Work to be completed:
Quote each line exactly, from the line that contains "else runs for" down to the last line of the listing, and no other lines.

Provided records:
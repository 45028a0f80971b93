//! Shared-secret check on the `X-API-KEY` header.

use std::sync::Arc;

use axum::extract::{FromRef, FromRequestParts};
use axum::http::HeaderMap;
use axum::http::request::Parts;

use heatgate_domain::error::HeatGateError;

use crate::error::ApiError;

/// Header carrying the shared secret.
pub const API_KEY_HEADER: &str = "x-api-key";

/// The configured shared secret.
#[derive(Clone)]
pub struct ApiKey(Arc<str>);

impl ApiKey {
    #[must_use]
    pub fn new(secret: impl Into<Arc<str>>) -> Self {
        Self(secret.into())
    }
}

impl std::fmt::Debug for ApiKey {
    fn fmt(&self, f: &mut std::fmt::Formatter<'_>) -> std::fmt::Result {
        f.write_str("ApiKey(***)")
    }
}

/// Whether `headers` carry exactly the configured secret.
#[must_use]
pub fn is_authorized(headers: &HeaderMap, secret: &ApiKey) -> bool {
    headers
        .get(API_KEY_HEADER)
        .is_some_and(|value| value.as_bytes() == secret.0.as_bytes())
}

/// Extractor guarding a handler; put it first so nothing else runs for
/// unauthorized requests.
#[derive(Debug, Clone, Copy)]
pub struct RequireApiKey;

impl<S> FromRequestParts<S> for RequireApiKey
where
    ApiKey: FromRef<S>,
    S: Send + Sync,
{
    type Rejection = ApiError;

    async fn from_request_parts(parts: &mut Parts, state: &S) -> Result<Self, Self::Rejection> {
        let secret = ApiKey::from_ref(state);
        if is_authorized(&parts.headers, &secret) {
            Ok(Self)
        } else {
            Err(HeatGateError::Forbidden.into())
        }
    }
}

Completed task:
/// Extractor guarding a handler; put it first so nothing else runs for
/// unauthorized requests.
#[derive(Debug, Clone, Copy)]
pub struct RequireApiKey;

impl<S> FromRequestParts<S> for RequireApiKey
where
    ApiKey: FromRef<S>,
    S: Send + Sync,
{
    type Rejection = ApiError;

    async fn from_request_parts(parts: &mut Parts, state: &S) -> Result<Self, Self::Rejection> {
        let secret = ApiKey::from_ref(state);
        if is_authorized(&parts.headers, &secret) {
            Ok(Self)
        } else {
            Err(HeatGateError::Forbidden.into())
        }
    }
}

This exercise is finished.